* To do
Look through the entries for the line containing "ctrl.session_id = Some(vec![1, 2, 3]);". Then output that line and every line after it, exactly, to the end.

..............................

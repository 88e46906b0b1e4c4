//! The per-channel and per-FTP-session TLS state (spec.md §3 "Session Handle").

use crate::controlchan::state::ControlChanState;
use crate::flags::SessionFlags;
use crate::vhost::ServerId;
use std::collections::HashMap;
use std::time::Instant;

/// Which FTP channel a [`ChannelSession`] belongs to.
#[derive(Debug, Clone, Copy, PartialEq, Eq)]
pub enum Channel {
    /// The persistent control connection.
    Ctrl,
    /// A short-lived data connection.
    Data,
}

/// The state of a single TLS handshake/session on one channel.
#[derive(Debug, Clone)]
pub struct ChannelSession {
    /// Which channel this is.
    pub channel: Channel,
    /// Negotiated protocol version string, set once the handshake completes.
    pub negotiated_version: Option<&'static str>,
    /// Negotiated cipher suite name, set once the handshake completes.
    pub negotiated_cipher: Option<String>,
    /// The 32 bytes of application data bound into a TLSv1.3 session
    /// ticket for cross-channel session-reuse proof (spec.md §4.7).
    pub session_ticket_appdata: Option<[u8; 32]>,
    /// Whether the TLS library reported this session as resumed.
    pub resumed: bool,
    /// SHA-1-ish opaque session identifier, used for pre-TLSv1.3 reuse checks.
    pub session_id: Option<Vec<u8>>,
}

impl ChannelSession {
    /// Creates a fresh, not-yet-negotiated channel session.
    pub fn new(channel: Channel) -> Self {
        ChannelSession {
            channel,
            negotiated_version: None,
            negotiated_cipher: None,
            session_ticket_appdata: None,
            resumed: false,
            session_id: None,
        }
    }

    /// Implements the session-reuse-from-control check (spec.md §4.7,
    /// Testable Property 2): either the plain session id matches, or (for
    /// TLSv1.3, where ids are empty) the ticket appdata matches.
    pub fn reused_from(&self, control: &ChannelSession) -> bool {
        if !self.resumed {
            return false;
        }
        match (&self.session_id, &control.session_id) {
            (Some(a), Some(b)) if !a.is_empty() && !b.is_empty() => a == b,
            _ => match (self.session_ticket_appdata, control.session_ticket_appdata) {
                (Some(a), Some(b)) => a == b,
                _ => false,
            },
        }
    }
}

/// The FTP-session-wide TLS state: flags, the control channel's session,
/// SNI-resolved virtual host, peer identity, and session notes.
#[derive(Debug)]
pub struct TlsSessionState {
    /// The control channel's AUTH/CCC state.
    pub state: ControlChanState,
    /// The session flags bitset.
    pub flags: SessionFlags,
    /// The control channel's TLS session, once secured.
    pub ctrl: Option<ChannelSession>,
    /// The virtual host presently active for this session (may change on SNI).
    pub active_vh: Option<ServerId>,
    /// The peer identity resolved from a verified client certificate
    /// (e.g. CN, SAN, or custom-OID derived name).
    pub peer_identity: Option<String>,
    /// Whether SSCN is in client mode (server drives the data channel as a
    /// TLS client) rather than the default server mode.
    pub sscn_client_mode: bool,
    /// Session notes exposed to collaborators (spec.md §6).
    pub notes: HashMap<&'static str, String>,
    /// When the current renegotiation cycle last started, if one is in flight.
    pub renegotiation_started_at: Option<Instant>,
}

impl Default for TlsSessionState {
    fn default() -> Self {
        TlsSessionState {
            state: ControlChanState::default(),
            flags: SessionFlags::empty(),
            ctrl: None,
            active_vh: None,
            peer_identity: None,
            sscn_client_mode: false,
            notes: HashMap::new(),
            renegotiation_started_at: None,
        }
    }
}

impl TlsSessionState {
    /// Records the standard session notes once a control handshake completes
    /// (spec.md Testable Property 9: `TLS_CIPHER`/`TLS_PROTOCOL` must be set
    /// before the next command is dispatched).
    pub fn record_ctrl_handshake_notes(&mut self, version: &'static str, cipher: String, sni: Option<String>) {
        self.notes.insert("FTPS", "1".to_string());
        self.notes.insert("TLS_PROTOCOL", version.to_string());
        self.notes.insert("TLS_CIPHER", cipher);
        if let Some(sni) = sni {
            self.notes.insert("mod_tls.sni", sni);
        }
    }
}

#[cfg(test)]
mod tests {
    use super::*;

    #[test]
    fn session_id_reuse_match() {
        let mut ctrl = ChannelSession::new(Channel::Ctrl);
        ctrl.session_id = Some(vec![1, 2, 3]);
        let mut data = ChannelSession::new(Channel::Data);
        data.resumed = true;
        data.session_id = Some(vec![1, 2, 3]);
        assert!(data.reused_from(&ctrl));
    }

    #[test]
    fn tls13_appdata_reuse_match() {
        let mut ctrl = ChannelSession::new(Channel::Ctrl);
        ctrl.session_ticket_appdata = Some([7u8; 32]);
        let mut data = ChannelSession::new(Channel::Data);
        data.resumed = true;
        data.session_ticket_appdata = Some([7u8; 32]);
        assert!(data.reused_from(&ctrl));
    }

    #[test]
    fn fresh_session_is_not_reused() {
        let ctrl = ChannelSession::new(Channel::Ctrl);
        let data = ChannelSession::new(Channel::Data);
        assert!(!data.reused_from(&ctrl));
    }

    #[test]
    fn notes_set_on_handshake_completion() {
        let mut s = TlsSessionState::default();
        s.record_ctrl_handshake_notes("TLSv1.3", "TLS13_AES_256_GCM_SHA384".to_string(), Some("example.com".to_string()));
        assert_eq!(s.notes.get("TLS_PROTOCOL").unwrap(), "TLSv1.3");
        assert_eq!(s.notes.get("FTPS").unwrap(), "1");
    }
}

..............................

* Response to the task
        ctrl.session_id = Some(vec![1, 2, 3]);
        let mut data = ChannelSession::new(Channel::Data);
        data.resumed = true;
        data.session_id = Some(vec![1, 2, 3]);
        assert!(data.reused_from(&ctrl));
    }

    #[test]
    fn tls13_appdata_reuse_match() {
        let mut ctrl = ChannelSession::new(Channel::Ctrl);
        ctrl.session_ticket_appdata = Some([7u8; 32]);
        let mut data = ChannelSession::new(Channel::Data);
        data.resumed = true;
        data.session_ticket_appdata = Some([7u8; 32]);
        assert!(data.reused_from(&ctrl));
    }

    #[test]
    fn fresh_session_is_not_reused() {
        let ctrl = ChannelSession::new(Channel::Ctrl);
        let data = ChannelSession::new(Channel::Data);
        assert!(!data.reused_from(&ctrl));
    }

    #[test]
    fn notes_set_on_handshake_completion() {
        let mut s = TlsSessionState::default();
        s.record_ctrl_handshake_notes("TLSv1.3", "TLS13_AES_256_GCM_SHA384".to_string(), Some("example.com".to_string()));
        assert_eq!(s.notes.get("TLS_PROTOCOL").unwrap(), "TLSv1.3");
        assert_eq!(s.notes.get("FTPS").unwrap(), "1");
    }
}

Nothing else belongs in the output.